Defitelio is administered as an intravenous (IV) infusion, typically in a hospital setting under close medical supervision. The medication is given over a specific period, usually two hours, multiple times a day. The dosage and frequency are determined by the patient’s weight and clinical condition. Healthcare providers will monitor the patient for any immediate reactions during the infusion and for potential side effects throughout the treatment course to ensure safety and efficacy.

What are the most serious risks associated with Defitelio?
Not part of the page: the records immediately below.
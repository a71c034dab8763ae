//! iCalendar 2.0 RRULE values (RFC 5545 §3.3.10, the subset the rule model
//! expresses).
//!
//! Parsing is permissive key=value scanning: unknown parts are ignored, an
//! unknown or missing FREQ leaves the rule non-recurring, and a COUNT
//! overrides an UNTIL when a producer sent both.

use tracing::debug;

use crate::date::CalendarDate;
use crate::rule::{RecurrenceRule, RecurrenceType};
use crate::weekday::{Weekday, WeekdayMask};

impl RecurrenceRule {
    /// Parses an iCalendar 2.0 RRULE value into a rule anchored at `start`.
    ///
    /// A bare-date UNTIL is moved to midnight of the following day so the
    /// final day's occurrence stays inside the bound. Malformed input yields
    /// a non-recurring rule.
    #[must_use]
    #[tracing::instrument(level = "debug", skip(start))]
    pub fn from_rrule20(start: CalendarDate, rrule: &str) -> Self {
        let mut rule = Self::new(start);
        let mut parts: Vec<(String, &str)> = Vec::new();
        for segment in rrule.split(';') {
            if let Some((key, value)) = segment.split_once('=') {
                parts.push((key.trim().to_ascii_uppercase(), value.trim()));
            }
        }
        let get = |key: &str| {
            parts
                .iter()
                .find(|(k, _)| k == key)
                .map(|(_, v)| *v)
        };

        rule.set_interval(get("INTERVAL").and_then(|v| v.parse().ok()).unwrap_or(1));

        match get("FREQ").map(str::to_ascii_uppercase).as_deref() {
            Some("DAILY") => rule.set_recur_type(RecurrenceType::Daily),
            Some("WEEKLY") => {
                rule.set_recur_type(RecurrenceType::Weekly);
                let mask = get("BYDAY").map_or(WeekdayMask::EMPTY, parse_byday);
                rule.set_recur_on_days(if mask.is_empty() {
                    rule.start().day_of_week().mask()
                } else {
                    mask
                });
            }
            Some("MONTHLY") => rule.set_recur_type(match get("BYDAY") {
                Some(byday) if byday.contains('-') => RecurrenceType::MonthlyLastWeekday,
                Some(_) => RecurrenceType::MonthlyWeekday,
                None => RecurrenceType::MonthlyDate,
            }),
            Some("YEARLY") => rule.set_recur_type(if get("BYYEARDAY").is_some() {
                RecurrenceType::YearlyDay
            } else if get("BYDAY").is_some() {
                RecurrenceType::YearlyWeekday
            } else {
                RecurrenceType::YearlyDate
            }),
            other => debug!(freq = ?other, "unsupported FREQ, treating as non-recurring"),
        }

        if let Some(until) = get("UNTIL") {
            let end = parse_until(until, rule.start().timezone());
            rule.set_end_date(end);
        }
        // COUNT after UNTIL: when both are present, COUNT wins.
        if let Some(count) = get("COUNT") {
            if let Ok(n) = count.parse() {
                rule.set_count(n);
            }
        }
        rule
    }

    /// Serializes to an iCalendar 2.0 RRULE value. Non-recurring rules yield
    /// an empty string; INTERVAL is always emitted.
    #[must_use]
    pub fn to_rrule20(&self) -> String {
        let start = self.start();
        let interval = self.interval();
        let mut out = match self.recur_type() {
            RecurrenceType::None => return String::new(),
            RecurrenceType::Daily => format!("FREQ=DAILY;INTERVAL={interval}"),
            RecurrenceType::Weekly => {
                let days: Vec<&str> = self.recur_on_days().iter().map(Weekday::abbrev).collect();
                format!("FREQ=WEEKLY;INTERVAL={interval};BYDAY={}", days.join(","))
            }
            RecurrenceType::MonthlyDate => format!("FREQ=MONTHLY;INTERVAL={interval}"),
            RecurrenceType::MonthlyWeekday => format!(
                "FREQ=MONTHLY;INTERVAL={interval};BYDAY={}{}",
                start.week_of_month(),
                start.day_of_week().abbrev()
            ),
            RecurrenceType::MonthlyLastWeekday => format!(
                "FREQ=MONTHLY;INTERVAL={interval};BYDAY=-1{}",
                start.day_of_week().abbrev()
            ),
            RecurrenceType::YearlyDate => format!("FREQ=YEARLY;INTERVAL={interval}"),
            RecurrenceType::YearlyDay => format!(
                "FREQ=YEARLY;INTERVAL={interval};BYYEARDAY={}",
                start.day_of_year()
            ),
            RecurrenceType::YearlyWeekday => format!(
                "FREQ=YEARLY;INTERVAL={interval};BYDAY={}{};BYMONTH={}",
                start.week_of_month(),
                start.day_of_week().abbrev(),
                start.month()
            ),
        };
        if let Some(end) = self.end_date() {
            out.push_str(";UNTIL=");
            out.push_str(&super::stamp(end));
        } else if let Some(count) = self.count() {
            out.push_str(&format!(";COUNT={count}"));
        }
        out
    }
}

fn parse_byday(value: &str) -> WeekdayMask {
    let mut mask = WeekdayMask::EMPTY;
    for token in value.split(',') {
        let code = token
            .trim()
            .trim_start_matches(|c: char| c.is_ascii_digit() || c == '+' || c == '-');
        if let Some(day) = Weekday::parse_abbrev(code) {
            mask.insert(day);
        }
    }
    mask
}

/// Parses an UNTIL value, accepting basic and extended formats with or
/// without separators. A trailing `Z` labels the result UTC; a bare date is
/// advanced one day to midnight so it bounds inclusively.
fn parse_until(value: &str, start_timezone: Option<&str>) -> Option<CalendarDate> {
    let mut v = value.trim();
    let utc = v.ends_with('Z') || v.ends_with('z');
    if utc {
        v = &v[..v.len() - 1];
    }
    if let Some(dot) = v.find('.') {
        v = &v[..dot];
    }
    let digits: String = v.chars().filter(char::is_ascii_digit).collect();
    let field = |range: std::ops::Range<usize>| digits.get(range).and_then(|s| s.parse().ok());
    match digits.len() {
        14 => CalendarDate::from_parts(
            i32::try_from(field(0..4)?).ok()?,
            field(4..6)?,
            field(6..8)?,
            u32::try_from(field(8..10)?).ok()?,
            u32::try_from(field(10..12)?).ok()?,
            u32::try_from(field(12..14)?).ok()?,
            if utc { Some("UTC") } else { start_timezone },
        ),
        8 => CalendarDate::from_parts(
            i32::try_from(field(0..4)?).ok()?,
            field(4..6)?,
            field(6..8)? + 1,
            0,
            0,
            0,
            start_timezone,
        ),
        _ => None,
    }
}
//! Interchange formats for recurrence rules.
//!
//! Every adapter is a pure mapping: parsing builds a fresh rule anchored at
//! a caller-supplied start date and serializing never mutates the rule.
//! Parsers are permissive; text they cannot understand produces a
//! non-recurring rule rather than an error. The single exception is the
//! structured hash form, whose start date is mandatory.

use crate::date::CalendarDate;

pub mod hash;
pub mod ical;
pub mod kolab;
pub mod vcal;

/// `YYYYMMDDTHHMMSS` timestamp, with a `Z` suffix when the date carries the
/// `UTC` label. Labels are opaque, so no offset conversion happens here.
pub(crate) fn stamp(date: &CalendarDate) -> String {
    let mut out = format!(
        "{:04}{:02}{:02}T{:02}{:02}{:02}",
        date.year(),
        date.month(),
        date.day(),
        date.hour(),
        date.minute(),
        date.second()
    );
    if date.timezone() == Some("UTC") {
        out.push('Z');
    }
    out
}
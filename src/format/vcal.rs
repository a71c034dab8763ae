//! vCalendar 1.0 RRULE values (XAPIA CSA frequency grammar).
//!
//! The grammar is a frequency letter plus interval (`D2`, `W1`, `MP1`,
//! `MD1`, `YM1`, `YD1`), optional day or ordinal arguments, and a trailing
//! terminator: `#n` for a count (`#0` meaning forever) or a timestamp end
//! date. Yearly-by-weekday rules have no vCalendar 1.0 encoding and
//! serialize to an empty string.

use tracing::debug;

use crate::date::CalendarDate;
use crate::rule::{RecurrenceRule, RecurrenceType};
use crate::weekday::{Weekday, WeekdayMask};

impl RecurrenceRule {
    /// Parses a vCalendar 1.0 RRULE value into a rule anchored at `start`.
    ///
    /// Malformed input yields a non-recurring rule, never an error. A weekly
    /// rule without day codes recurs on the start date's weekday.
    #[must_use]
    #[tracing::instrument(level = "debug", skip(start))]
    pub fn from_rrule10(start: CalendarDate, rrule: &str) -> Self {
        let mut rule = Self::new(start);
        let input = rrule.trim();
        if input.is_empty() {
            return rule;
        }

        let freq_len = input.bytes().take_while(u8::is_ascii_uppercase).count();
        if freq_len == 0 {
            debug!("no frequency letter, treating as non-recurring");
            return rule;
        }
        let (freq, rest) = input.split_at(freq_len);
        let digits = rest.bytes().take_while(u8::is_ascii_digit).count();
        rule.set_interval(rest[..digits].parse().unwrap_or(1));
        let mut remainder = rest[digits..].trim_start();

        match freq {
            "D" => rule.set_recur_type(RecurrenceType::Daily),
            "W" => {
                rule.set_recur_type(RecurrenceType::Weekly);
                let mut mask = WeekdayMask::EMPTY;
                loop {
                    let (token, tail) = remainder.split_once(' ').unwrap_or((remainder, ""));
                    let Some(day) = Weekday::parse_abbrev(token) else {
                        break;
                    };
                    mask.insert(day);
                    remainder = tail.trim_start();
                }
                if mask.is_empty() {
                    mask = rule.start().day_of_week().mask();
                }
                rule.set_recur_on_days(mask);
            }
            "MP" => {
                // an ordinal like "1-" counts from the end of the month
                let bytes = remainder.as_bytes();
                let from_end = bytes.first().is_some_and(u8::is_ascii_digit)
                    && bytes.get(1) == Some(&b'-');
                rule.set_recur_type(if from_end {
                    RecurrenceType::MonthlyLastWeekday
                } else {
                    RecurrenceType::MonthlyWeekday
                });
            }
            "MD" => rule.set_recur_type(RecurrenceType::MonthlyDate),
            "YM" => rule.set_recur_type(RecurrenceType::YearlyDate),
            "YD" => rule.set_recur_type(RecurrenceType::YearlyDay),
            other => debug!(frequency = other, "unknown frequency, ignoring"),
        }

        // arguments we do not need are implied by the start date; skip ahead
        // to the terminator
        while let Some(first) = remainder.chars().next() {
            if terminator_at(remainder) {
                break;
            }
            remainder = &remainder[first.len_utf8()..];
        }

        if let Some(count_text) = remainder.strip_prefix('#') {
            let digits = count_text.bytes().take_while(u8::is_ascii_digit).count();
            rule.set_count(count_text[..digits].parse().unwrap_or(0));
        } else if !remainder.is_empty() {
            let end = parse_end_stamp(remainder, rule.start().timezone());
            rule.set_end_date(end);
        }
        rule
    }

    /// Serializes to a vCalendar 1.0 RRULE value. Non-recurring and
    /// yearly-by-weekday rules (which vCalendar 1.0 cannot express) yield an
    /// empty string. Unbounded rules carry the `#0` terminator.
    #[must_use]
    pub fn to_rrule10(&self) -> String {
        let start = self.start();
        let interval = self.interval();
        let mut out = match self.recur_type() {
            RecurrenceType::Daily => format!("D{interval}"),
            RecurrenceType::Weekly => {
                let mut out = format!("W{interval}");
                for day in self.recur_on_days().iter() {
                    out.push(' ');
                    out.push_str(day.abbrev());
                }
                out
            }
            RecurrenceType::MonthlyDate => format!("MD{interval} {}", start.day()),
            RecurrenceType::MonthlyWeekday => format!(
                "MP{interval} {}+ {}",
                start.week_of_month(),
                start.day_of_week().abbrev()
            ),
            RecurrenceType::MonthlyLastWeekday => {
                format!("MP{interval} 1- {}", start.day_of_week().abbrev())
            }
            RecurrenceType::YearlyDate => format!("YM{interval} {}", start.month()),
            RecurrenceType::YearlyDay => format!("YD{interval} {}", start.day_of_year()),
            RecurrenceType::None | RecurrenceType::YearlyWeekday => return String::new(),
        };
        if let Some(end) = self.end_date() {
            out.push(' ');
            out.push_str(&super::stamp(end));
        } else {
            out.push_str(&format!(" #{}", self.count().unwrap_or(0)));
        }
        out
    }
}

/// Whether the remainder starts with a terminator: `#` followed by digits,
/// or an eight-digit date optionally followed by `T` and a six-digit time.
fn terminator_at(s: &str) -> bool {
    let bytes = s.as_bytes();
    if bytes.first() == Some(&b'#') {
        let digits = bytes[1..].iter().take_while(|b| b.is_ascii_digit()).count();
        digits > 0 && matches!(bytes.get(1 + digits), None | Some(&b' '))
    } else {
        bytes.len() >= 8
            && bytes[..8].iter().all(u8::is_ascii_digit)
            && match bytes.get(8) {
                None | Some(&b' ') => true,
                Some(&b'T') => bytes.len() >= 15 && bytes[9..15].iter().all(u8::is_ascii_digit),
                _ => false,
            }
    }
}

/// Parses `YYYYMMDD` with an optional `THHMMSS` and trailing `Z`. A `Z`
/// labels the date as UTC; otherwise it carries the start's timezone label.
fn parse_end_stamp(s: &str, start_timezone: Option<&str>) -> Option<CalendarDate> {
    let year: i32 = s.get(0..4)?.parse().ok()?;
    let month: i64 = s.get(4..6)?.parse().ok()?;
    let day: i64 = s.get(6..8)?.parse().ok()?;
    let (hour, minute, second, tail) = if s.as_bytes().get(8) == Some(&b'T') {
        (
            s.get(9..11)?.parse().ok()?,
            s.get(11..13)?.parse().ok()?,
            s.get(13..15)?.parse().ok()?,
            s.get(15..)?,
        )
    } else {
        (0, 0, 0, s.get(8..)?)
    };
    let timezone = if tail.starts_with('Z') {
        Some("UTC")
    } else {
        start_timezone
    };
    CalendarDate::from_parts(year, month, day, hour, minute, second, timezone)
}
The most serious risk associated with Defitelio is hemorrhage, which can be severe or even fatal. This includes bleeding in the gastrointestinal tract, lungs, or brain. Patients are closely monitored for signs of bleeding, such as unusual bruising, blood in urine or stool, or severe headaches. Other serious risks include hypersensitivity reactions, which may manifest as allergic responses. Healthcare providers carefully weigh these risks against the life-saving benefits of the treatment for severe VOD.

Who is Defitelio prescribed for?

Defitelio is specifically prescribed for adult and pediatric patients who have developed severe hepatic veno-occlusive disease (VOD), also known as sinusoidal obstruction syndrome (SOS), with renal or pulmonary dysfunction following hematopoietic stem-cell transplantation (HSCT). It is not indicated for the prevention of VOD. The diagnosis of VOD with organ dysfunction is critical for its appropriate use, as this condition carries a high mortality rate without effective treatment.